Im Hochmittelalter gehörte Untertürkheim zum Herzogtum Schwaben und nach dessen Auflösung zum Kernbestandteil Altwürttembergs. Durch die Lage am Fluss war früher die Neckarflößerei eine wichtige Einnahmequelle. Daneben war und ist der Weinanbau aufgrund der Exposition der Neckartalhänge in Untertürkheim von großer Bedeutung. Zahlreiche Weinbaubetriebe (teils mit Besenwirtschaften) sowie zwei Genossenschaftskeltern befinden sich in Untertürkheim (Weinmanufaktur Untertürkheim) und in Rotenberg.[2]
Der fahrplanmäßige Straßenbahnbetrieb und damit der Anschluss an das Netz der Straßenbahn Stuttgart erfolgte am 26. November 1910 mit der Linie 15 vom Schlossplatz über Wangen bis zur Untertürkheimer Neckarbrücke.[3]
Industrialisierung
Im Jahre 1889 eröffnete die Bettfedernfabrik Straus & Cie. aus Cannstatt ihre Produktionsstätte in Untertürkheim. Die jüdischen Inhaber wurden 1938 zwangsweise enteignet und die weltweit größte Bettfedernfirma aufgelöst.
1898 siedelte die 1857 von Ernst Staengel in Stuttgart gegründete Kakao- und Schokoladenfabrik Staengel & Ziller – aus den Initialen entstand der Name „Eszet“ – nach Untertürkheim. Hier wurden ab 1933 die berühmten Eszet-Schnitten produziert. Seit 1975 werden sie vom Kölner Stollwerck-Konzern hergestellt, Staengel & Ziller existiert nicht mehr.
Durch das Verhandlungsgeschick des Untertürkheimer Schultheißen Eduard Fiechtner mit Gottlieb Daimler konnte 1900 ein Kaufvertrag mit der Daimler-Motoren-Gesellschaft abgeschlossen werden. Bereits 1903 siedelte sich in Untertürkheim die Automobilfabrik an, da deren Motorenwerk in der benachbarten Oberamtsstadt Cannstatt abgebrannt war, sie wurde somit die zweite Produktionsstätte der Daimler-Motoren-Gesellschaft. Seit April 2006 ist hier wieder der Konzernsitz der Mercedes-Benz Group.
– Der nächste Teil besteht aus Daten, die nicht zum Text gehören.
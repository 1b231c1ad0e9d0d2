use crate::{coord::Coord, Scalar};
use thiserror::Error;

/// Error thrown when constructing raster data (masks and color buffers).
#[derive(Error, Debug, Clone, Copy, PartialEq, Eq)]
pub enum RasterError {
    /// Wrong data length.
    /// (provided, expected)
    #[error("wrong data length: provided {0}, expected {1}")]
    WrongDataLength(usize, usize),
    /// Image has no pixels.
    #[error("image buffer is empty ({width}x{height})")]
    Empty { width: usize, height: usize },
    /// Buffers describing the same image differ in size.
    /// ((width, height) expected, (width, height) provided)
    #[error("size mismatch: expected {0:?}, provided {1:?}")]
    SizeMismatch((usize, usize), (usize, usize)),
}

/// Reason why a contour cannot be used as a mesh boundary.
#[derive(Error, Debug, Clone, Copy, PartialEq)]
pub enum ContourDefect {
    /// Requested boundary point count is below 3.
    #[error("requested {0} boundary points, at least 3 are required")]
    TooFewRequested(usize),
    /// Less than 3 distinct points remain after resampling.
    #[error("only {0} distinct boundary points after resampling")]
    TooFewPoints(usize),
    /// Contour polygon encloses no area.
    #[error("contour polygon has zero area")]
    ZeroArea,
    /// Two non adjacent contour edges cross each other.
    #[error("contour polygon intersects itself near {0:?}")]
    SelfIntersecting(Coord),
}

/// Reason why triangulation of a point set failed.
#[derive(Error, Debug, Clone, Copy, PartialEq)]
pub enum TriangulationDefect {
    /// Less than 3 points remain after deduplication.
    #[error("only {0} points left after deduplication")]
    TooFewPoints(usize),
    /// All points lie on a single line.
    #[error("all points are collinear")]
    Collinear,
    /// Base Delaunay triangulation could not be constructed.
    #[error("base Delaunay triangulation failed")]
    Delaunay,
    /// Boundary edge could not be recovered in the triangulation.
    #[error("boundary edge {from} -> {to} could not be recovered")]
    ConstraintRecovery { from: usize, to: usize },
    /// Triangles do not cover the contour polygon.
    /// (covered area, polygon area)
    #[error("triangles cover {0} of {1} polygon area")]
    Coverage(Scalar, Scalar),
}

/// Error thrown during coloring mesh generation and editing.
#[derive(Error, Debug, Clone, PartialEq)]
pub enum ColoringMeshError {
    /// Raster data error.
    #[error(transparent)]
    Raster(#[from] RasterError),
    /// Boundary could not be traced or resampled.
    #[error("invalid contour: {0}")]
    InvalidContour(ContourDefect),
    /// Density configuration out of range.
    #[error(
        "invalid density config: boundary points {boundary_points} (min 3), interior density {interior_density} (min 1)"
    )]
    InvalidDensityConfig {
        boundary_points: usize,
        interior_density: usize,
    },
    /// Point set could not be triangulated.
    #[error("triangulation failed: {0}")]
    TriangulationFailed(TriangulationDefect),
    /// Trying to process uninitialized generator.
    #[error("generator is not initialized")]
    UninitializedGenerator,
    /// Trying to process generator that already produced a mesh.
    #[error("generator already completed")]
    AlreadyCompleted,
}

impl From<ContourDefect> for ColoringMeshError {
    fn from(defect: ContourDefect) -> Self {
        Self::InvalidContour(defect)
    }
}

impl From<TriangulationDefect> for ColoringMeshError {
    fn from(defect: TriangulationDefect) -> Self {
        Self::TriangulationFailed(defect)
    }
}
Die Firma Eugen Bauer GmbH, bekannt als „Kino-Bauer“, einst weltweit größter Hersteller von Amateur- und Kinofilmprojektoren, gegründet 1907 von Eugen Bauer in Stuttgart, produzierte seit 1928 in Untertürkheim gegenüber dem Bahnhof. 1932 wurde Bauer von der Robert Bosch GmbH übernommen („Bosch-Photokino“), schlussendlich wurde dann Anfang der 1980er Jahre auch die Produktion von Filmprojektoren eingestellt und 1992 schließlich wurde der Produktbereich Photokino komplett aufgelöst.
Das Unternehmen Fahrzeugbau Hurst von Arthur Friedrich Hurst aus Stuttgart begann 1946 mit der Produktion von „Hurst 250“-Automobilen. Ab Sommer 1949 erfolgte die Produktion in Untertürkheim. Anfang 1950 wurde die Fahrzeugfertigung nach 47 Exemplaren eingestellt.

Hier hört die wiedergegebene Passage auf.